● Task instructions
Find how many lines below hold "never", then state that number by itself.

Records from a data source
········

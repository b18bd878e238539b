use crate::domain::ports::Storage;
use crate::utils::error::Result;
use std::path::{Path, PathBuf};

/// File storage rooted at a directory.
///
/// Writes go to a sibling `*.part` file first and are renamed into place,
/// so an interrupted export never leaves a truncated CSV behind.
#[derive(Debug, Clone)]
pub struct LocalStorage {
    root: PathBuf,
}

impl LocalStorage {
    pub fn new(root: impl Into<PathBuf>) -> Self {
        Self { root: root.into() }
    }

    pub fn root(&self) -> &Path {
        &self.root
    }

    /// Relative paths land under the root; absolute paths are used as is.
    pub fn resolve(&self, path: &str) -> PathBuf {
        self.root.join(path)
    }
}

fn part_path(target: &Path) -> PathBuf {
    let mut name = target
        .file_name()
        .map(|n| n.to_os_string())
        .unwrap_or_default();
    name.push(".part");
    target.with_file_name(name)
}

impl Storage for LocalStorage {
    async fn read_file(&self, path: &str) -> Result<Vec<u8>> {
        let full_path = self.resolve(path);
        tracing::debug!("Reading {}", full_path.display());
        Ok(tokio::fs::read(&full_path).await?)
    }

    async fn write_file(&self, path: &str, data: &[u8]) -> Result<()> {
        let full_path = self.resolve(path);
        if let Some(parent) = full_path.parent() {
            tokio::fs::create_dir_all(parent).await?;
        }

        let part = part_path(&full_path);
        if let Err(e) = tokio::fs::write(&part, data).await {
            let _ = tokio::fs::remove_file(&part).await;
            return Err(e.into());
        }
        tokio::fs::rename(&part, &full_path).await?;

        tracing::debug!("Wrote {} bytes to {}", data.len(), full_path.display());
        Ok(())
    }
}
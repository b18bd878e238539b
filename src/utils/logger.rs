use tracing_subscriber::{layer::SubscriberExt, util::SubscriberInitExt, EnvFilter};

pub fn init_cli_logger(verbose: bool) {
    let filter = if verbose {
        EnvFilter::try_from_default_env()
            .unwrap_or_else(|_| EnvFilter::new("small_table=debug,info"))
    } else {
        EnvFilter::try_from_default_env().unwrap_or_else(|_| EnvFilter::new("small_table=info"))
    };

    tracing_subscriber::registry()
        .with(filter)
        .with(
            tracing_subscriber::fmt::layer()
                .with_target(false)
                .with_thread_ids(false)
                .with_file(false)
                .with_line_number(false)
                .with_writer(std::io::stderr)
                .compact(),
        )
        .init();
}

/// 給腳本/收集器使用的 JSON 日誌格式
pub fn init_json_logger(verbose: bool) {
    let default_filter = if verbose {
        "small_table=debug,info"
    } else {
        "small_table=info"
    };
    let filter =
        EnvFilter::try_from_default_env().unwrap_or_else(|_| EnvFilter::new(default_filter));

    tracing_subscriber::registry()
        .with(filter)
        .with(
            tracing_subscriber::fmt::layer()
                .with_target(false)
                .with_thread_ids(false)
                .with_file(false)
                .with_line_number(false)
                .with_writer(std::io::stderr)
                .json(),
        )
        .init();
}
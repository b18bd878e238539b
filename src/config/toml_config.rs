use crate::core::columns::DEFAULT_COLUMNS_KEY;
use crate::core::csv_io::{CsvOptions, DEFAULT_EXPORT_FILENAME, DEFAULT_REQUIRED_FIELD};
use crate::core::engine::EngineOptions;
use crate::core::paginate::DEFAULT_PAGE_SIZE;
use crate::core::{ImportPolicy, SortConfig, SortDirection};
use crate::utils::error::{Result, TableError};
use crate::utils::validation::{self, Validate};
use serde::{Deserialize, Serialize};
use std::path::Path;

pub const DEFAULT_STATE_PATH: &str = "./.small-table/state.json";
pub const DEFAULT_SORT_KEY: &str = "name";

#[derive(Debug, Clone, Default, Serialize, Deserialize)]
pub struct TableConfig {
    #[serde(default)]
    pub table: TableSection,
    #[serde(default)]
    pub import: ImportSection,
    #[serde(default)]
    pub export: ExportSection,
    #[serde(default)]
    pub storage: StorageSection,
}

#[derive(Debug, Clone, Default, Serialize, Deserialize)]
pub struct TableSection {
    pub page_size: Option<usize>,
    pub default_sort: Option<String>,
    pub default_direction: Option<SortDirection>,
}

#[derive(Debug, Clone, Default, Serialize, Deserialize)]
pub struct ImportSection {
    pub required_field: Option<String>,
    pub infer_integers: Option<bool>,
    pub on_import: Option<ImportPolicy>,
}

#[derive(Debug, Clone, Default, Serialize, Deserialize)]
pub struct ExportSection {
    pub filename: Option<String>,
    pub delimiter: Option<String>,
}

#[derive(Debug, Clone, Default, Serialize, Deserialize)]
pub struct StorageSection {
    pub state_path: Option<String>,
    pub columns_key: Option<String>,
}

impl TableConfig {
    /// 從 TOML 檔案載入配置
    pub fn from_file<P: AsRef<Path>>(path: P) -> Result<Self> {
        let content = std::fs::read_to_string(&path).map_err(TableError::IoError)?;
        Self::from_toml_str(&content)
    }

    /// 從 TOML 字串解析配置
    pub fn from_toml_str(content: &str) -> Result<Self> {
        let processed_content = Self::substitute_env_vars(content);

        toml::from_str(&processed_content).map_err(|e| TableError::ConfigValidationError {
            field: "toml_parsing".to_string(),
            message: format!("TOML parsing error: {}", e),
        })
    }

    /// 替換環境變數 (例如 ${STATE_DIR})，未設定的變數保持原樣
    fn substitute_env_vars(content: &str) -> String {
        use regex::Regex;
        use std::sync::OnceLock;

        static ENV_VAR: OnceLock<Regex> = OnceLock::new();
        let re = ENV_VAR.get_or_init(|| {
            Regex::new(r"\$\{([^}]+)\}").expect("env var pattern is a valid regex")
        });

        re.replace_all(content, |caps: &regex::Captures| {
            let var_name = &caps[1];
            std::env::var(var_name).unwrap_or_else(|_| format!("${{{}}}", var_name))
        })
        .to_string()
    }

    pub fn page_size(&self) -> usize {
        self.table.page_size.unwrap_or(DEFAULT_PAGE_SIZE)
    }

    pub fn default_sort(&self) -> SortConfig {
        SortConfig {
            key: self
                .table
                .default_sort
                .clone()
                .unwrap_or_else(|| DEFAULT_SORT_KEY.to_string()),
            direction: self
                .table
                .default_direction
                .unwrap_or(SortDirection::Ascending),
        }
    }

    pub fn required_field(&self) -> &str {
        self.import
            .required_field
            .as_deref()
            .unwrap_or(DEFAULT_REQUIRED_FIELD)
    }

    pub fn import_policy(&self) -> ImportPolicy {
        self.import.on_import.unwrap_or_default()
    }

    pub fn export_filename(&self) -> &str {
        self.export
            .filename
            .as_deref()
            .unwrap_or(DEFAULT_EXPORT_FILENAME)
    }

    pub fn delimiter(&self) -> Result<u8> {
        match &self.export.delimiter {
            Some(d) => validation::validate_delimiter("export.delimiter", d),
            None => Ok(b','),
        }
    }

    pub fn state_path(&self) -> &str {
        self.storage
            .state_path
            .as_deref()
            .unwrap_or(DEFAULT_STATE_PATH)
    }

    pub fn columns_key(&self) -> &str {
        self.storage
            .columns_key
            .as_deref()
            .unwrap_or(DEFAULT_COLUMNS_KEY)
    }

    /// 轉換成引擎使用的設定；會先驗證
    pub fn engine_options(&self) -> Result<EngineOptions> {
        self.validate()?;

        Ok(EngineOptions {
            page_size: self.page_size(),
            default_sort: self.default_sort(),
            csv: CsvOptions {
                delimiter: self.delimiter()?,
                infer_integers: self.import.infer_integers.unwrap_or(true),
                required_field: self.required_field().to_string(),
            },
            import_policy: self.import_policy(),
            columns_key: self.columns_key().to_string(),
            export_filename: self.export_filename().to_string(),
        })
    }
}

impl Validate for TableConfig {
    fn validate(&self) -> Result<()> {
        validation::validate_positive_number("table.page_size", self.page_size(), 1)?;
        if let Some(key) = &self.table.default_sort {
            validation::validate_non_empty_string("table.default_sort", key)?;
        }
        validation::validate_non_empty_string("import.required_field", self.required_field())?;
        validation::validate_path("export.filename", self.export_filename())?;
        self.delimiter()?;
        validation::validate_path("storage.state_path", self.state_path())?;
        validation::validate_non_empty_string("storage.columns_key", self.columns_key())?;
        Ok(())
    }
}
use crate::core::Page;

pub const DEFAULT_PAGE_SIZE: usize = 10;

/// `ceil(len / page_size)`, never less than 1. A zero page size is treated as 1.
pub fn total_pages(len: usize, page_size: usize) -> usize {
    let page_size = page_size.max(1);
    len.div_ceil(page_size).max(1)
}

pub fn clamp_page(page: usize, total_pages: usize) -> usize {
    page.clamp(1, total_pages.max(1))
}

pub fn paginate<T: Clone>(items: &[T], page: usize, page_size: usize) -> Page<T> {
    let page_size = page_size.max(1);
    let total_pages = total_pages(items.len(), page_size);
    let page = clamp_page(page, total_pages);

    let start = ((page - 1) * page_size).min(items.len());
    let end = (start + page_size).min(items.len());

    tracing::debug!(
        "Paginating {} items: page {}/{} [{}..{})",
        items.len(),
        page,
        total_pages,
        start,
        end
    );

    Page {
        rows: items[start..end].to_vec(),
        page,
        page_size,
        total_pages,
        total_records: items.len(),
    }
}

#[cfg(test)]
mod tests {
    use super::*;

    #[test]
    fn test_total_pages() {
        assert_eq!(total_pages(0, 10), 1);
        assert_eq!(total_pages(5, 10), 1);
        assert_eq!(total_pages(10, 10), 1);
        assert_eq!(total_pages(11, 10), 2);
        assert_eq!(total_pages(25, 10), 3);
    }

    #[test]
    fn test_last_page_is_truncated() {
        let items: Vec<usize> = (0..25).collect();
        let page = paginate(&items, 3, 10);
        assert_eq!(page.rows, vec![20, 21, 22, 23, 24]);
        assert_eq!(page.total_pages, 3);
        assert_eq!(page.total_records, 25);
    }

    #[test]
    fn test_page_is_clamped() {
        let items: Vec<usize> = (0..25).collect();
        assert_eq!(paginate(&items, 0, 10).page, 1);
        let past_end = paginate(&items, 99, 10);
        assert_eq!(past_end.page, 3);
        assert_eq!(past_end.rows.len(), 5);
    }

    #[test]
    fn test_empty_input_yields_one_empty_page() {
        let items: Vec<usize> = Vec::new();
        let page = paginate(&items, 4, 10);
        assert_eq!(page.page, 1);
        assert_eq!(page.total_pages, 1);
        assert!(page.rows.is_empty());
    }

    #[test]
    fn test_pages_cover_sequence_exactly_once() {
        for len in [0usize, 1, 9, 10, 11, 25, 30] {
            let items: Vec<usize> = (0..len).collect();
            let pages = total_pages(len, 10);
            let mut rebuilt = Vec::new();
            for n in 1..=pages {
                rebuilt.extend(paginate(&items, n, 10).rows);
            }
            assert_eq!(rebuilt, items, "len = {}", len);
        }
    }
}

········

● Solution to this problem
2